> **EXERCISE PROMPT**: Look through the listing below, find every line with the string "builder", and copy it.

*** Begin section ***

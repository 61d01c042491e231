//! Daemon configuration loading
//!
//! The fleet document is read from a local path or downloaded from an
//! `http(s)` URL, then layered with `FLEETSCALE__<SECTION>__<FIELD>`
//! environment overrides.

use anyhow::{Context, Result};
use fleetscale_lib::config::FleetConfig;
use std::time::Duration;
use tracing::info;

const ENV_PREFIX: &str = "FLEETSCALE";
const ENV_SEPARATOR: &str = "__";
const DOWNLOAD_TIMEOUT: Duration = Duration::from_secs(30);

fn is_remote(source: &str) -> bool {
    source.starts_with("http://") || source.starts_with("https://")
}

/// Fetch the raw configuration document
pub async fn read_document(source: &str) -> Result<String> {
    if is_remote(source) {
        let client = reqwest::Client::builder()
            .timeout(DOWNLOAD_TIMEOUT)
            .build()
            .context("failed to create HTTP client")?;
        let response = client
            .get(source)
            .send()
            .await
            .with_context(|| format!("failed to download configuration from {}", source))?
            .error_for_status()
            .with_context(|| format!("configuration download from {} was rejected", source))?;
        Ok(response.text().await?)
    } else {
        tokio::fs::read_to_string(source)
            .await
            .with_context(|| format!("failed to read configuration file {}", source))
    }
}

/// Parse a document and apply environment overrides
pub fn layer(document: &str) -> Result<FleetConfig> {
    let layered = config::Config::builder()
        .add_source(config::File::from_str(document, config::FileFormat::Json))
        .add_source(
            config::Environment::with_prefix(ENV_PREFIX)
                .prefix_separator(ENV_SEPARATOR)
                .separator(ENV_SEPARATOR)
                .try_parsing(true),
        )
        .build()
        .context("invalid configuration document")?;

    layered
        .try_deserialize()
        .context("configuration document does not match the expected shape")
}

/// Load the fleet configuration for `resource_group`
///
/// The resource group given on the command line replaces the document's.
pub async fn load(source: &str, resource_group: &str) -> Result<FleetConfig> {
    let document = read_document(source).await?;
    let config = layer(&document)?.with_resource_group(resource_group);
    info!(
        source = %source,
        resource_group = %resource_group,
        "Configuration loaded"
    );
    Ok(config)
}

#[cfg(test)]
mod tests {
    use super::*;
    use tempfile::TempDir;

    const DOCUMENT: &str = r#"{
        "credentials": {
            "tenant": "tenant-1",
            "client_id": "client-1",
            "client_secret": "secret",
            "subscription_id": "sub-1",
            "storage_account": "fleetstore",
            "storage_key": "c2VjcmV0LWtleQ=="
        },
        "resource_group": "from-document",
        "upper_threshold_percent": 75.0,
        "target_node_count": 4,
        "autoscale": {"monitor_interval_secs": 15},
        "template": {"capacity_parameter": "slaveCount"},
        "endpoints": {"table": null}
    }"#;

    #[tokio::test]
    async fn test_load_from_file_overrides_resource_group() {
        let dir = TempDir::new().unwrap();
        let path = dir.path().join("config.json");
        tokio::fs::write(&path, DOCUMENT).await.unwrap();

        let config = load(path.to_str().unwrap(), "from-cli").await.unwrap();
        let settings = config.controller_settings().unwrap();

        assert_eq!(settings.resource_group, "from-cli");
        assert_eq!(settings.upper_threshold_percent, 75.0);
        assert_eq!(settings.monitor_interval, Duration::from_secs(15));
        assert_eq!(settings.template.capacity_parameter, "slaveCount");
        assert_eq!(settings.store.endpoint, "https://fleetstore.table.core.windows.net");
    }

    #[tokio::test]
    async fn test_load_from_url() {
        let mut server = mockito::Server::new_async().await;
        let mock = server
            .mock("GET", "/fleet.json")
            .with_status(200)
            .with_body(DOCUMENT)
            .create_async()
            .await;

        let config = load(&format!("{}/fleet.json", server.url()), "rg-prod")
            .await
            .unwrap();

        assert_eq!(config.target_node_count, Some(4));
        mock.assert_async().await;
    }

    #[tokio::test]
    async fn test_download_failure() {
        let mut server = mockito::Server::new_async().await;
        server
            .mock("GET", "/fleet.json")
            .with_status(404)
            .create_async()
            .await;

        let result = load(&format!("{}/fleet.json", server.url()), "rg-prod").await;
        assert!(result.is_err());
    }

    #[tokio::test]
    async fn test_missing_file() {
        let dir = TempDir::new().unwrap();
        let result = load(dir.path().join("absent.json").to_str().unwrap(), "rg").await;
        assert!(result.is_err());
    }

    #[test]
    fn test_environment_override() {
        std::env::set_var("FLEETSCALE__AUTOSCALE__COOLDOWN_SECS", "42");
        let config = layer(DOCUMENT).unwrap();
        std::env::remove_var("FLEETSCALE__AUTOSCALE__COOLDOWN_SECS");

        assert_eq!(config.autoscale.cooldown_secs, 42);
        assert_eq!(config.autoscale.monitor_interval_secs, 15);
    }

    #[test]
    fn test_invalid_document() {
        assert!(layer("{not json").is_err());
    }
}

*** End section ***

> **ANSWER TO THIS TASK**:
        let client = reqwest::Client::builder()
    let layered = config::Config::builder()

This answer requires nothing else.